## PROVIDED RECORDS
§
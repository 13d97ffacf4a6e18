//! Device metadata reported back to clients.

use serde::{Deserialize, Serialize};

/// Metadata queried from the device once the session is up.
#[derive(Debug, Clone, Default, PartialEq, Serialize, Deserialize)]
#[serde(rename_all = "camelCase")]
pub struct DeviceInfo {
	/// API level as reported by `ro.build.version.sdk`.
	pub api_version: String,
	pub platform_version: String,
	pub manufacturer: String,
	pub model: String,
	/// Physical display size, e.g. `1080x2400`.
	pub real_display_size: String,
	pub display_density: u32,
}

/// Launch information read from an application manifest.
#[derive(Debug, Clone, Default, PartialEq, Serialize, Deserialize)]
#[serde(rename_all = "camelCase")]
pub struct LaunchInfo {
	pub app_package: Option<String>,
	pub app_activity: Option<String>,
	pub app_wait_package: Option<String>,
	pub app_wait_activity: Option<String>,
}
§
## WHAT IS REQUIRED
Return every record exactly as it was given.

## REPLY TO THE EXERCISE
repository 13d97ffacf4a6e18
//! Device metadata reported back to clients.

use serde::{Deserialize, Serialize};

/// Metadata queried from the device once the session is up.
#[derive(Debug, Clone, Default, PartialEq, Serialize, Deserialize)]
#[serde(rename_all = "camelCase")]
pub struct DeviceInfo {
	/// API level as reported by `ro.build.version.sdk`.
	pub api_version: String,
	pub platform_version: String,
	pub manufacturer: String,
	pub model: String,
	/// Physical display size, e.g. `1080x2400`.
	pub real_display_size: String,
	pub display_density: u32,
}

/// Launch information read from an application manifest.
#[derive(Debug, Clone, Default, PartialEq, Serialize, Deserialize)]
#[serde(rename_all = "camelCase")]
pub struct LaunchInfo {
	pub app_package: Option<String>,
	pub app_activity: Option<String>,
	pub app_wait_package: Option<String>,
	pub app_wait_activity: Option<String>,
}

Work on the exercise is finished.